# Limit Switch Adj. On Colchester



## Kroll (Feb 29, 2016)

Guys I have spent what seems to be hrs trying to find that sweet spot.Between off/on,the roller on the limit switch does not ride squarely on the bolt that is on lever.I really don't know if I started with all the parts,the lever has several holes but nothing was there.I tried adjust that square head bolt but nothing.I also tried adjusting the roller arm on the limit switch.Its all wired correctly but I don't understand why the limit has 3 wires going to it.For a switch that I think is just either NO or NC which makes or breaks set of contacts.I'm at the point to where just want to install a switch instead of the limit switch.Any thoughts or ideals on figuring this out or how to do away with limit and install a Start/Stop?-----kroll
Asking electrical questions is as hard as giving answers


----------



## wa5cab (Mar 1, 2016)

I'm not familiar with the application.  What is the limit switch supposed to control?


----------



## Brain Coral (Mar 1, 2016)

Hello Carroll 

I took some pics of mine, but it looks a little different than yours.

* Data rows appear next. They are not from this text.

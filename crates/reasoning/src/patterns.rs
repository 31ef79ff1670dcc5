//! Narrative pattern detection.
//!
//! Each candidate pattern is a predicate over the per-card profile.
//! Predicates are tried in a fixed priority order and the first one that
//! holds names the pattern; `Crossroads` is the fallback.

use arcana_core::NarrativePattern;

use crate::classify::VALENCE_CUTOFF;

/// What the pattern predicates see of one card.
#[derive(Debug, Clone, Copy, PartialEq)]
pub struct CardProfile {
    pub valence: f64,
    pub transitional: bool,
    pub major: bool,
}

impl CardProfile {
    fn positive(&self) -> bool {
        self.valence >= VALENCE_CUTOFF
    }

    fn challenging(&self) -> bool {
        self.valence <= -VALENCE_CUTOFF
    }
}

type Predicate = fn(&[CardProfile]) -> bool;

const PRIORITY: [(NarrativePattern, Predicate); 7] = [
    (NarrativePattern::StruggleToResolution, struggle_to_resolution),
    (NarrativePattern::DeclineWarning, decline_warning),
    (NarrativePattern::Transformation, transformation),
    (NarrativePattern::FatedJourney, fated_journey),
    (NarrativePattern::SteadyGrowth, steady_growth),
    (NarrativePattern::SustainedChallenge, sustained_challenge),
    (NarrativePattern::SustainedHarmony, sustained_harmony),
];

pub fn detect_pattern(profiles: &[CardProfile]) -> NarrativePattern {
    PRIORITY
        .iter()
        .find(|(_, holds)| holds(profiles))
        .map(|(pattern, _)| *pattern)
        .unwrap_or(NarrativePattern::Crossroads)
}

fn endpoints(p: &[CardProfile]) -> Option<(&CardProfile, &CardProfile)> {
    if p.len() < 2 {
        return None;
    }
    Some((p.first()?, p.last()?))
}

fn struggle_to_resolution(p: &[CardProfile]) -> bool {
    endpoints(p).is_some_and(|(first, last)| first.challenging() && last.positive())
}

fn decline_warning(p: &[CardProfile]) -> bool {
    endpoints(p).is_some_and(|(first, last)| first.positive() && last.challenging())
}

fn transformation(p: &[CardProfile]) -> bool {
    let transitional = p.iter().filter(|c| c.transitional).count();
    transitional >= 1 && transitional * 3 >= p.len()
}

fn fated_journey(p: &[CardProfile]) -> bool {
    p.len() >= 3 && p.iter().filter(|c| c.major).count() * 2 > p.len()
}

fn steady_growth(p: &[CardProfile]) -> bool {
    endpoints(p).is_some_and(|(first, last)| {
        last.valence > first.valence && p.windows(2).all(|w| w[1].valence >= w[0].valence)
    })
}

fn sustained_challenge(p: &[CardProfile]) -> bool {
    !p.is_empty() && p.iter().filter(|c| c.challenging()).count() * 2 > p.len()
}

fn sustained_harmony(p: &[CardProfile]) -> bool {
    !p.is_empty() && p.iter().filter(|c| c.positive()).count() * 2 > p.len()
}

#[cfg(test)]
mod tests {
    use super::*;

    fn card(valence: f64) -> CardProfile {
        CardProfile {
            valence,
            transitional: false,
            major: false,
        }
    }

    fn major(valence: f64) -> CardProfile {
        CardProfile {
            major: true,
            ..card(valence)
        }
    }

    fn threshold() -> CardProfile {
        CardProfile {
            transitional: true,
            ..card(0.0)
        }
    }

    #[test]
    fn empty_spread_is_crossroads() {
        assert_eq!(detect_pattern(&[]), NarrativePattern::Crossroads);
    }

    #[test]
    fn struggle_then_light() {
        let p = [card(-0.55), card(0.0), card(0.8)];
        assert_eq!(detect_pattern(&p), NarrativePattern::StruggleToResolution);
    }

    #[test]
    fn light_then_struggle() {
        let p = [card(0.8), card(0.0), card(-0.8)];
        assert_eq!(detect_pattern(&p), NarrativePattern::DeclineWarning);
    }

    #[test]
    fn transitional_cards_signal_transformation() {
        let p = [card(0.0), threshold(), card(0.0)];
        assert_eq!(detect_pattern(&p), NarrativePattern::Transformation);
        assert_eq!(detect_pattern(&[threshold()]), NarrativePattern::Transformation);
    }

    #[test]
    fn major_heavy_spread_is_fated() {
        let p = [major(0.0), major(0.0), card(0.0)];
        assert_eq!(detect_pattern(&p), NarrativePattern::FatedJourney);
    }

    #[test]
    fn rising_valence_is_growth() {
        let p = [card(0.0), card(0.0), card(0.25)];
        assert_eq!(detect_pattern(&p), NarrativePattern::SteadyGrowth);
    }

    #[test]
    fn majority_patterns() {
        let hard = [card(-0.8), card(-0.8), card(0.0), card(-0.8)];
        assert_eq!(detect_pattern(&hard), NarrativePattern::SustainedChallenge);

        let bright = [card(0.8), card(0.0), card(0.8)];
        assert_eq!(detect_pattern(&bright), NarrativePattern::SustainedHarmony);
    }

    #[test]
    fn priority_order_is_respected() {
        // Also a majority-challenging spread, but the endpoints win first.
        let p = [card(-0.8), card(-0.8), card(-0.8), card(0.8)];
        assert_eq!(detect_pattern(&p), NarrativePattern::StruggleToResolution);
    }
}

Maybe they will be of some help.



















Brian


----------



## Kroll (Mar 2, 2016)

Good afternoon guys,Robert on mine its for the stop/start.On the front of the spindle head is a lever when I move it up to start the lathe then lower it which it then stops the lathe.That lever is connect to a rod that goes through the spindle head which when you turn it then it allows the limit switch to open/close depending on which you turn it.Now Brians pictures are so much better than mine which I can clearly see the linkage.Brians limit switch is a push button but mine is a lever type,which has to travel about 2" to open/close the contacts.Tomorrow going to try and find a different spring which will help(I hope) see if that will work.Thank you Robert for asking and thank you Brian for posting those pics.I would look at yours then run out and check my lathe.----kroll


----------



## wa5cab (Mar 3, 2016)

OK.  FWIW, Brian's switch is also a form of limit switch.  "limit switch" is a function, not a definition of mechanical form.  If you own (as I do) one of the common Chinese 4x6 cutoff bandsaws, it probably has a bat-handle toggle on it acting as a limit switch.  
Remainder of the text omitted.